“Baste a cada día su propio afán”. Esta expresión de Mateo 6:34, que mi padre invocaba cada mañana durante su larga enfermedad, viene a mi memoria en especial hoy, cuando vemos que se elevan los momentos de desesperanza que nos tientan a abandonar toda lucha, considerándola estéril.
Quizás otorgando una nueva perspectiva a la realidad podamos vivirla de mejor manera. Nuestro pensamiento suele balancearse entre distintos tiempos, en lo que los especialistas denominan “red neuronal por defecto”: Nos remitimos al pasado con todo aquello que tuvimos y no más tenemos, lo que nos deprime. O avanzamos hacia el futuro imaginando escenarios complicadísimos, lo que nos angustia. De entrada, no conseguimos enfocarnos al único tiempo válido, el presente, con su paleta de posibilidades para construir una realidad positiva y satisfactoria.

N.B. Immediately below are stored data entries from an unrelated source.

//! Curated prompt-technique examples shown in the guide panel.  Each entry
//! pairs a reusable template with a worked example; selecting one replaces
//! the prompt text wholesale.

/// One guide entry.
pub struct PromptExample {
    pub title: &'static str,
    pub template: &'static str,
    pub prompt: &'static str,
}

pub fn generation_prompts() -> &'static [PromptExample] {
    GENERATION_PROMPTS
}

pub fn editing_prompts() -> &'static [PromptExample] {
    EDITING_PROMPTS
}

static GENERATION_PROMPTS: &[PromptExample] = &[
    PromptExample {
        title: "Photorealistic scenes",
        template: "A photorealistic [shot type] of [subject], [action or expression], set in \
                   [environment]. The scene is illuminated by [lighting description], creating \
                   a [mood] atmosphere. Captured with a [camera/lens details], emphasizing \
                   [key textures and details].",
        prompt: "A photorealistic close-up portrait of an elderly Japanese potter, his hands \
                 covered in clay, concentrating on a piece in his workshop. Warm, soft window \
                 light accentuates the wrinkles of his face and the texture of the pottery, \
                 creating a peaceful, meditative atmosphere. Shot with a 50mm prime lens for a \
                 shallow depth of field.",
    },
    PromptExample {
        title: "Stylized illustrations & stickers",
        template: "A [style] sticker of a [subject], featuring [key characteristics] and a \
                   [color palette]. The design should have [line style] and [shading style]. \
                   The background must be transparent.",
        prompt: "A cute chibi-style sticker of a happy red panda with big sparkling eyes and a \
                 fluffy tail, using a pastel orange, cream and dark brown color palette. Bold \
                 clean outlines with soft cel shading; the background must be transparent.",
    },
    PromptExample {
        title: "Accurate text in images",
        template: "Create a [image type] for [brand/concept] with the text \"[text to render]\" \
                   in a [font style]. The design should be [style description], with a \
                   [color scheme].",
        prompt: "Create a modern, minimalist logo for a coffee shop called 'The Daily Grind'. \
                 The text should be set in a sleek sans-serif font. The design features a \
                 simple coffee cup icon inside a brown circle, using an earthy color scheme of \
                 dark brown, beige and white.",
    },
    PromptExample {
        title: "Product mockups & commercial shots",
        template: "A high-resolution, studio-lit product photograph of a [product description] \
                   on a [background surface/description]. The lighting is a [lighting setup] \
                   to [lighting purpose]. The camera angle is a [angle type] to showcase \
                   [specific feature].",
        prompt: "A high-resolution, studio-lit product photograph of a minimalist ceramic \
                 coffee mug on a matte white background. Three-point softbox lighting gives \
                 soft, even illumination and minimal shadows. The camera is set at a slightly \
                 elevated angle to show off the mug's handle and texture. Tack-sharp focus.",
    },
    PromptExample {
        title: "Minimalism & negative space",
        template: "A minimalist composition featuring a single [subject] positioned in the \
                   [bottom-right/top-left/etc.] of the frame. The background is a vast, empty \
                   [color] canvas, creating significant negative space. Soft, subtle lighting.",
        prompt: "A minimalist composition featuring a single delicate maple leaf positioned in \
                 the bottom-right of the frame. The background is a vast, empty cream-colored \
                 canvas, creating significant negative space. Soft, subtle lighting highlights \
                 the veins of the leaf.",
    },
    PromptExample {
        title: "Sequential art (comic panels)",
        template: "A single comic book panel in a [art style] style. In the foreground, \
                   [character description and action]. In the background, [setting details]. \
                   The panel has a [dialogue/caption box] with the text \"[Text]\".",
        prompt: "A single comic book panel in a gritty noir art style. In the foreground, a \
                 weary detective in a trench coat smokes a cigarette on a rainy city street. \
                 In the background, neon signs reflect off the wet asphalt. A caption box at \
                 the top reads \"The city never slept, but I wanted to.\"",
    },
];

static EDITING_PROMPTS: &[PromptExample] = &[
    PromptExample {
        title: "Adding & removing elements",
        template: "Using the provided image of [subject], please [add/remove/modify] [element] \
                   to/from the scene. Ensure the change is [description of how the change \
                   should integrate].",
        prompt: "Using the provided image of the cat, add a small knitted wizard hat. The hat \
                 should sit naturally on the cat's head, with lighting and shadows matching \
                 the original photo.",
    },
    PromptExample {
        title: "Inpainting (semantic masking)",
        template: "Using the provided image, change only the [specific element] to [new \
                   element/description]. Keep everything else in the image exactly the same.",
        prompt: "Using the provided living-room image, change only the blue sofa to a vintage \
                 brown leather chesterfield. Keep the rest of the room, the lighting and the \
                 shadows exactly the same.",
    },
    PromptExample {
        title: "Style transfer",
        template: "Transform the provided photograph of [subject] into the artistic style of \
                   [artist/art style]. Preserve the original composition but render it with \
                   [description of stylistic elements].",
        prompt: "Transform the provided night-time photograph of a modern city street into the \
                 style of Van Gogh. Preserve the original composition, but render it with \
                 swirling brushstrokes and a vivid color palette.",
    },
    PromptExample {
        title: "Advanced composition",
        template: "Create a new image by combining the elements from the provided images. Take \
                   the [element from image 1] and place it with/on the [element from image 2].",
        prompt: "Create a professional e-commerce fashion photo. Using the image of the female \
                 model and the image of the dress, make it look like the model is wearing the \
                 dress. The final image should look realistic against a white background.",
    },
    PromptExample {
        title: "High-fidelity detail preservation",
        template: "Using the provided images, place [element from image 2] onto [element from \
                   image 1]. Ensure that the features of [element from image 1] remain \
                   completely unchanged.",
        prompt: "Take the first image of the woman with brown hair, blue eyes and a neutral \
                 expression. Using the second image with the logo, add that logo to her shirt. \
                 Do not change the woman's facial features, hair or expression in any way.",
    },
];

#[cfg(test)]
mod tests {
    use super::*;

    #[test]
    fn both_guides_have_entries_with_usable_prompts() {
        for example in generation_prompts().iter().chain(editing_prompts()) {
            assert!(!example.title.is_empty());
            assert!(!example.template.is_empty());
            assert!(!example.prompt.trim().is_empty());
        }
        assert_eq!(generation_prompts().len(), 6);
        assert_eq!(editing_prompts().len(), 5);
    }
}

Con ocho mil millones de habitantes, el planeta en este tercer milenio se vuelve complejo. Máxime cuando las súper carreteras informáticas traen a nuestro campo de conciencia realidades terribles de lo que ocurre en cualquier rincón del mundo. Contenidos, muchos de ellos, muy apegados a lo que es, pero muchos otros con un sesgo informático muy singular, que finalmente nos lleva a una sensación de abatimiento. Los males del mundo llegan a manera de alud a nuestros sentidos para agobiarnos y, no pocas veces, sumirnos en la depresión.
Vivir en el aquí y el ahora es el recurso supremo para el bienestar espiritual. Colocarnos con todos nuestros sentidos, nuestros pensamientos, expectativas y limitaciones, en el plano de lo que ahora hay, eso que tenemos frente a nosotros para trabajar por construirnos un mundo digno de ser habitado. La tarea de desintoxicarnos de contenidos mediáticos dañinos es fundamental, tanto hacer a un lado noticias desalentadoras que no hacen más que sumirnos, así como “realidades virtuales” frente a las cuales nuestra limitada humanidad se siente incompetente. Somos humanos reales, sin edición, con defectos, heridas y desaciertos, pero, por encima de todo, con la voluntad por superarnos.
Jean Paul Sartre, escritor y filósofo francés del siglo veinte, quien rechazó el Nobel de literatura en 1964, tiene una sentencia maravillosa, que viene al caso para ilustrar lo que aquí postulo, y que dice: “Un hombre es lo que hace con lo que hicieron de él”, dando cuenta de que la libertad radica, justo, en trabajar activamente por construirnos, propuestos a superar todos los elementos que parecieran querer evitarlo. En la medida de su voluntad, el ser humano es capaz de modificar el impacto de esa narrativa que, de entrada, busca limitar nuestro desarrollo personal. Hacerlo significa ir por la vida haciéndose responsable de lo que es en el presente, sin anclarse a elementos externos a sí mismo, máxime si pertenecen a un tiempo que ya no es.
El gran problema de esta época de hedonismo es que se nos llama a centrarnos en el ego para conducir nuestra existencia. Partimos de cómo nos sentimos o qué esperamos del mundo, para determinar lo que estamos dispuestos a hacer. Si nuestros actos no van a redundar directamente en un beneficio personal, los descartamos; replegamos nuestras naves y dejamos de participar de manera activa. Aplicamos unas matemáticas rigurosas y finalmente demoledoras que nos van encapsulando. Como si sintiéramos que los demás no han hecho suficientes méritos para ganarse nuestra atención, y entre esas expectativas irreales nos aislamos.
Como humanidad nos urge desarrollar la capacidad para leer el presente. La actitud empática de aceptar a otros con sus lógicas diferencias, hacia una tarea de conjunto. En ocasiones partimos de nuestros propios conceptos para considerar que, si los demás no actúan como nosotros, entonces no podemos aceptarlos. Habría entonces que preguntarnos, siendo muy sinceros: ¿y quién nos puede afirmar que lo que nosotros hacemos es lo correcto dentro de la vastedad del universo? O, como dice el dicho, hay muchas formas de matar piojos.
Si abrimos los ojos y miramos en derredor, descubriremos que la humanidad vive asolada por distintas plagas emocionales: La depresión por lo que se tuvo ayer y se ha perdido; la angustia por lo que puede venir en un futuro; la intoxicación de contenidos vía las redes sociales. Se nos olvida enfocar nuestros sentidos hacia la maravilla de la naturaleza, a descubrir que somos parte de ella, y que de su contemplación adquirimos grandes enseñanzas de vida. Observamos la forma como otros seres vivos intercambian entre ellos funciones, para el bienestar colectivo. Pidamos al cielo la humildad necesaria para entender que no somos el centro del universo, sino una simple arenilla en la playa cósmica, eso sí, con un papel único y trascendental por cumplir.